Detailed Use with ARDUINO Software as follows
Step1| Download the Arduino IDE
When you get the board, first you should install the Arduino software and driver.
We usually use the Windows software Arduino 1.5.6 version. You can download it from the link below:
Or you can browse the ARDUINO website to download the latest version from this link, https://www.arduino.cc, pop up the following interface.
In this software page, on the right side you can see the version of development software for different operating systems. ARDUINO has a powerful compatibility. You should download the software that is compatible with the operating system of your computer.
We will take WINDOWS system as an example here. There are also two options under Windows system, one is installed version, the other is non-installed version.

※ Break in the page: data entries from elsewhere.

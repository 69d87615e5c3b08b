//! Server-rendered HTML for links opened from emails.

use axum::{
    http::StatusCode,
    response::{Html, IntoResponse, Response},
};

const RESET_TEMPLATE: &str = include_str!("../templates/reset.html");
const LINK_ERROR_TEMPLATE: &str = include_str!("../templates/link_error.html");

fn escape_html(raw: &str) -> String {
    let mut out = String::with_capacity(raw.len());
    for c in raw.chars() {
        match c {
            '&' => out.push_str("&amp;"),
            '<' => out.push_str("&lt;"),
            '>' => out.push_str("&gt;"),
            '"' => out.push_str("&quot;"),
            '\'' => out.push_str("&#x27;"),
            other => out.push(other),
        }
    }
    out
}

/// Substitutes `{{key}}` placeholders with HTML-escaped values.
fn render(template: &str, vars: &[(&str, &str)]) -> String {
    vars.iter().fold(template.to_string(), |page, (key, value)| {
        page.replace(&format!("{{{{{key}}}}}"), &escape_html(value))
    })
}

pub fn reset_page(email: &str, token: &str) -> Html<String> {
    Html(render(RESET_TEMPLATE, &[("email", email), ("token", token)]))
}

pub fn link_error_page(status: StatusCode, message: &str) -> Response {
    (status, Html(render(LINK_ERROR_TEMPLATE, &[("message", message)]))).into_response()
}
use serde::{Deserialize, Serialize};
use uuid::Uuid;

/// What a JWT may be used for. A token of one kind is never accepted where
/// another kind is expected.
#[derive(Debug, Clone, Copy, Serialize, Deserialize, PartialEq, Eq)]
#[serde(rename_all = "lowercase")]
pub enum TokenKind {
    Session,
    Verification,
    Reset,
}

/// JWT payload shared by all token kinds.
#[derive(Debug, Clone, Serialize, Deserialize)]
pub struct Claims {
    #[serde(default, skip_serializing_if = "Option::is_none")]
    pub sub: Option<Uuid>, // user ID, absent on verification tokens
    pub email: String,
    #[serde(default, skip_serializing_if = "Option::is_none")]
    pub name: Option<String>,
    pub iat: usize,
    pub exp: usize,
    pub iss: String,
    pub aud: String,
    pub kind: TokenKind,
}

For simple installed version, first click Windows Installer, you will get the following page.
This way you just need to click JUST DOWNLOAD, then click the downloaded file to install it.
For non-installed version, first click Windows ZIP file, you will also get the pop-up interface as the above figure.
Click JUST DOWNLOAD, and when the ZIP file is downloaded well to your computer, you can directly unzip the file and click the icon of ARDUINO software to start it.
Installing Arduino (Windows)
Wait for the installing process, if appear the interface of Window Security, just continue to click Install to finish the installation.